Catherine is also remembered for reminding her colleagues of the traditions and quirks of her southern up-bringing. Wardlaw describes, “Mrs. Casanova tried to convince me that putting mayonnaise on hot dogs was a thing that people
did. I vehemently disagreed, but evidently, it’s something that they do in the south.”

Gerard Casanova earned his License, as well as his Maîtrise from Université de Rouen, and his DEA from Université de Paris. Gerard discovered Hopkins when his daughter showed interest in attending the school: “One of my daughters wanted to come to Hopkins as a student, so I followed her!” He remarks, “She graduated after six years, I stayed much longer.” Besides teaching a variety of history classes from Atlantic Communities to Military History, Gerard also coached the Girls Varsity Soccer team. Assistant Head of School John Roberts describes Gerard’s dedication to the team: “His many decades leading our amazing girls’ soccer program, while also teaching a full load of upper-level History classes, put his talents and stamina on full display. And in addition to working at the highest levels in athletics and in the classroom, he was [un]failingly positive, thoughtful, and supportive of his players, students, and colleagues.”

Gerard’s teaching style inspired his fellow colleagues. History teacher Zoe Resch describes first meet- ing Gerard, “Right from the first time I met him, he has shared very readily his vast historical knowledge, especially of Europe, and his amassed collection of images and maps, documents, and battlefield miniatures that are always accompanied by fascinating, scholarly anecdotes.” Resch concludes, “I am in good company in appreciating Mr.

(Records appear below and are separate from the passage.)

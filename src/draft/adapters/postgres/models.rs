//! Diesel row models for draft persistence.

use super::schema::draft_tasks;
use chrono::{DateTime, Utc};
use diesel::prelude::*;
use serde_json::Value;

/// Query result row for draft records.
#[derive(Debug, Clone, Queryable, QueryableByName, Selectable)]
#[diesel(table_name = draft_tasks)]
#[diesel(check_for_backend(diesel::pg::Pg))]
pub struct DraftRow {
    /// Store-assigned draft identifier.
    #[diesel(sql_type = diesel::sql_types::BigInt)]
    pub id: i64,
    /// Source channel.
    #[diesel(sql_type = diesel::sql_types::Varchar)]
    pub source: String,
    /// Editable field payload.
    #[diesel(sql_type = diesel::sql_types::Jsonb)]
    pub fields: Value,
    /// Classifier confidence, if reported.
    #[diesel(sql_type = diesel::sql_types::Nullable<diesel::sql_types::Float4>)]
    pub confidence: Option<f32>,
    /// Review status.
    #[diesel(sql_type = diesel::sql_types::Varchar)]
    pub status: String,
    /// Creation timestamp.
    #[diesel(sql_type = diesel::sql_types::Timestamptz)]
    pub created_at: DateTime<Utc>,
    /// Latest mutation timestamp.
    #[diesel(sql_type = diesel::sql_types::Timestamptz)]
    pub updated_at: DateTime<Utc>,
}

/// Insert model for draft records; the database assigns the identifier.
#[derive(Debug, Clone, Insertable)]
#[diesel(table_name = draft_tasks)]
pub struct NewDraftRow {
    /// Source channel.
    pub source: String,
    /// Editable field payload.
    pub fields: Value,
    /// Classifier confidence, if reported.
    pub confidence: Option<f32>,
    /// Review status.
    pub status: String,
    /// Creation timestamp.
    pub created_at: DateTime<Utc>,
    /// Latest mutation timestamp.
    pub updated_at: DateTime<Utc>,
}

Casanova’s storytelling, wit, candor, and dedication to the open exchange of ideas. He is a beloved colleague.” Roberts explains how Gerard’s unique take on history improved the Military History class: “I remember the excitement in the department for someone with his highly specialized and original take on military history, and the fun we all had when we first ‘played’ with his battle-boards. “ He continues, “What we immediately came to understand was that what we approached as fun and ‘play’ was instantly transformed into astounding and profound learning! By the time I completed the final day at the Battle at Gettysburg, I understood it conceptually more deeply than I had in a lifetime of reading books about it. His technique was the most amazing kind of experiential learning, and all disguised as fun!”

Debra DuBois, a librarian at Hopkins and an old friend of the Casanova’s, explains that he “cares deeply about [his] students and the craft of teaching.” DuBois continues to describe the collegial environment of Gerard’s class, “I got to observe Mr. Casanova’s Military History class play war games with all the little soldiers and armies. Mr. Casanova painted himself and curated for his students to experience different conflicts in history.”

Gerard recalls his years at Hopkins fondly, commenting that his favorite Hopkins tradition was the “Holiday Assembly and Friday morning assemblies with students’ performances.” As he prepares to retire, Gerard hopes that his students will, “Be ambitious, but be kind.” He continues, “As a history teacher, I hope that they will be engaged citizens of the world.” After spending 28 years at Hopkins, Gerard says, “It would be very difficult to summarize our experiences with a few words.” However, Gerard reflects on the way Hopkins has changed, “The school has grown much since we came. In many ways for the better, but with increased numbers also comes distance. That is too bad.”

Head of School Kai Bynum describes the effect that the Casanovas have had on the Hopkins community, “Mr. and Mrs. Casanova always led with a genuine sense of commitment and connection to the people of Hopkins. Their collective impact was profound—whether on the soccer field, in an English classroom, or teaching a History lecture. They both will be truly missed and remembered.”

Gerard and Catherine Casanova agree that their favorite memory of Hopkins is “finding our soulmates.” Indeed, they met each other on campus. Catherine continues, “And of course there is no ‘least favorite memory’ whatsoever!” Gerard adds, “I have enjoyed my History colleagues at Hopkins. It has been fun to work with most of them over the years, to build courses together to ex- change ideas. I will miss their camaraderie and their good humor.”